→ **Problem description**
Nothing in the entries may differ when you return them.

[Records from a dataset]
=======
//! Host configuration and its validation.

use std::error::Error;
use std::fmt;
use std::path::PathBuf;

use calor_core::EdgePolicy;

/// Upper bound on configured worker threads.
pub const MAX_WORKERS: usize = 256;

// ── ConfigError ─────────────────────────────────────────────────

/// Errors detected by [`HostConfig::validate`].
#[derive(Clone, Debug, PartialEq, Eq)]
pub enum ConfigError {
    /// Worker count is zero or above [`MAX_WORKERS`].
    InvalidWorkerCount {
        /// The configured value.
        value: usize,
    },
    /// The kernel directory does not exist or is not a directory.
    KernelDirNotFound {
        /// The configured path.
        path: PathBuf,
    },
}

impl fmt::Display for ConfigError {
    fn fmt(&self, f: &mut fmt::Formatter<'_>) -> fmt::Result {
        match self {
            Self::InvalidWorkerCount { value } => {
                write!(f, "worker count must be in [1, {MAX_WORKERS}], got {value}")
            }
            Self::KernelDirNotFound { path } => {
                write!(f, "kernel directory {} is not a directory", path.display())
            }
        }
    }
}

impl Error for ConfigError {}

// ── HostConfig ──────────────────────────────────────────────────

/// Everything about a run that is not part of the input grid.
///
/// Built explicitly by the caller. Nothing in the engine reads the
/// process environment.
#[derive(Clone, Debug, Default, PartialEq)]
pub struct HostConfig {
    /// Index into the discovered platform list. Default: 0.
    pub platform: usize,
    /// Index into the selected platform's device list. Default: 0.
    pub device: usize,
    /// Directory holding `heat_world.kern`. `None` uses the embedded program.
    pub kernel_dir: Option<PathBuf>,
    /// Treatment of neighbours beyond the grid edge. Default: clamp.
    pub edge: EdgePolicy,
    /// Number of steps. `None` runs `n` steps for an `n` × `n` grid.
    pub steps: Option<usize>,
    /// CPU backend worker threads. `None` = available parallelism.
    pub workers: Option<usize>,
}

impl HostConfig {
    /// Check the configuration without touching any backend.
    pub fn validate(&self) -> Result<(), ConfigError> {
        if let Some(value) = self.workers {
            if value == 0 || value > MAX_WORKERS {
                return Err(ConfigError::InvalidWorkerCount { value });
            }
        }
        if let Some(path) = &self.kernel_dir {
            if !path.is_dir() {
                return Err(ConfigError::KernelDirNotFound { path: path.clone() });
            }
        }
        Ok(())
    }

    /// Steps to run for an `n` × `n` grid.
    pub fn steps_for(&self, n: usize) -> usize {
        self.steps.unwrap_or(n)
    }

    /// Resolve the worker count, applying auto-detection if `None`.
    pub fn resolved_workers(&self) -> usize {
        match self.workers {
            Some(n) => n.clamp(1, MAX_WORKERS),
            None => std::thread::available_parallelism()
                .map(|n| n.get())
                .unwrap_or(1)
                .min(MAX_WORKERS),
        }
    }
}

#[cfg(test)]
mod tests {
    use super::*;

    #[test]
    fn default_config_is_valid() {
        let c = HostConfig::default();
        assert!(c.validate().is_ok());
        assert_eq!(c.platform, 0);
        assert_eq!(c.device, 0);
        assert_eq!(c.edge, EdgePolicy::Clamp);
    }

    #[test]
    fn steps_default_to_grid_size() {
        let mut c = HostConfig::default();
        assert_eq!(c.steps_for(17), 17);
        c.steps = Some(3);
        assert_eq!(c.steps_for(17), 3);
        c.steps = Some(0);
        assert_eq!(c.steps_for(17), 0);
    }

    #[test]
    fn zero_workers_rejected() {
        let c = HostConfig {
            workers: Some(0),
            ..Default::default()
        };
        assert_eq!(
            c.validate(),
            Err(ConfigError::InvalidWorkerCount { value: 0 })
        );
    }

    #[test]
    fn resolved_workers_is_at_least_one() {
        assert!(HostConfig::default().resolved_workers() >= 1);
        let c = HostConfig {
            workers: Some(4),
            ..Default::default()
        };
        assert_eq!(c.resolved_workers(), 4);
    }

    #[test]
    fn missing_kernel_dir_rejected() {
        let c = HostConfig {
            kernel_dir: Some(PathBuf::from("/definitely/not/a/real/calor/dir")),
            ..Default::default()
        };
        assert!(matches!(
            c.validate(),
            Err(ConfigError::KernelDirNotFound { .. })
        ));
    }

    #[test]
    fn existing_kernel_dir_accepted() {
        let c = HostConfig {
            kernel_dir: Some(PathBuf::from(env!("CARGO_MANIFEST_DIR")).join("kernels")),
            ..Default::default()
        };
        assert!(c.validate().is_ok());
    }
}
=======
→ **Written response**
//! Host configuration and its validation.

use std::error::Error;
use std::fmt;
use std::path::PathBuf;

use calor_core::EdgePolicy;

/// Upper bound on configured worker threads.
pub const MAX_WORKERS: usize = 256;

// ── ConfigError ─────────────────────────────────────────────────

/// Errors detected by [`HostConfig::validate`].
#[derive(Clone, Debug, PartialEq, Eq)]
pub enum ConfigError {
    /// Worker count is zero or above [`MAX_WORKERS`].
    InvalidWorkerCount {
        /// The configured value.
        value: usize,
    },
    /// The kernel directory does not exist or is not a directory.
    KernelDirNotFound {
        /// The configured path.
        path: PathBuf,
    },
}

impl fmt::Display for ConfigError {
    fn fmt(&self, f: &mut fmt::Formatter<'_>) -> fmt::Result {
        match self {
            Self::InvalidWorkerCount { value } => {
                write!(f, "worker count must be in [1, {MAX_WORKERS}], got {value}")
            }
            Self::KernelDirNotFound { path } => {
                write!(f, "kernel directory {} is not a directory", path.display())
            }
        }
    }
}

impl Error for ConfigError {}

// ── HostConfig ──────────────────────────────────────────────────

/// Everything about a run that is not part of the input grid.
///
/// Built explicitly by the caller. Nothing in the engine reads the
/// process environment.
#[derive(Clone, Debug, Default, PartialEq)]
pub struct HostConfig {
    /// Index into the discovered platform list. Default: 0.
    pub platform: usize,
    /// Index into the selected platform's device list. Default: 0.
    pub device: usize,
    /// Directory holding `heat_world.kern`. `None` uses the embedded program.
    pub kernel_dir: Option<PathBuf>,
    /// Treatment of neighbours beyond the grid edge. Default: clamp.
    pub edge: EdgePolicy,
    /// Number of steps. `None` runs `n` steps for an `n` × `n` grid.
    pub steps: Option<usize>,
    /// CPU backend worker threads. `None` = available parallelism.
    pub workers: Option<usize>,
}

impl HostConfig {
    /// Check the configuration without touching any backend.
    pub fn validate(&self) -> Result<(), ConfigError> {
        if let Some(value) = self.workers {
            if value == 0 || value > MAX_WORKERS {
                return Err(ConfigError::InvalidWorkerCount { value });
            }
        }
        if let Some(path) = &self.kernel_dir {
            if !path.is_dir() {
                return Err(ConfigError::KernelDirNotFound { path: path.clone() });
            }
        }
        Ok(())
    }

    /// Steps to run for an `n` × `n` grid.
    pub fn steps_for(&self, n: usize) -> usize {
        self.steps.unwrap_or(n)
    }

    /// Resolve the worker count, applying auto-detection if `None`.
    pub fn resolved_workers(&self) -> usize {
        match self.workers {
            Some(n) => n.clamp(1, MAX_WORKERS),
            None => std::thread::available_parallelism()
                .map(|n| n.get())
                .unwrap_or(1)
                .min(MAX_WORKERS),
        }
    }
}

#[cfg(test)]
mod tests {
    use super::*;

    #[test]
    fn default_config_is_valid() {
        let c = HostConfig::default();
        assert!(c.validate().is_ok());
        assert_eq!(c.platform, 0);
        assert_eq!(c.device, 0);
        assert_eq!(c.edge, EdgePolicy::Clamp);
    }

    #[test]
    fn steps_default_to_grid_size() {
        let mut c = HostConfig::default();
        assert_eq!(c.steps_for(17), 17);
        c.steps = Some(3);
        assert_eq!(c.steps_for(17), 3);
        c.steps = Some(0);
        assert_eq!(c.steps_for(17), 0);
    }

    #[test]
    fn zero_workers_rejected() {
        let c = HostConfig {
            workers: Some(0),
            ..Default::default()
        };
        assert_eq!(
            c.validate(),
            Err(ConfigError::InvalidWorkerCount { value: 0 })
        );
    }

    #[test]
    fn resolved_workers_is_at_least_one() {
        assert!(HostConfig::default().resolved_workers() >= 1);
        let c = HostConfig {
            workers: Some(4),
            ..Default::default()
        };
        assert_eq!(c.resolved_workers(), 4);
    }

    #[test]
    fn missing_kernel_dir_rejected() {
        let c = HostConfig {
            kernel_dir: Some(PathBuf::from("/definitely/not/a/real/calor/dir")),
            ..Default::default()
        };
        assert!(matches!(
            c.validate(),
            Err(ConfigError::KernelDirNotFound { .. })
        ));
    }

    #[test]
    fn existing_kernel_dir_accepted() {
        let c = HostConfig {
            kernel_dir: Some(PathBuf::from(env!("CARGO_MANIFEST_DIR")).join("kernels")),
            ..Default::default()
        };
        assert!(c.validate().is_ok());
    }
}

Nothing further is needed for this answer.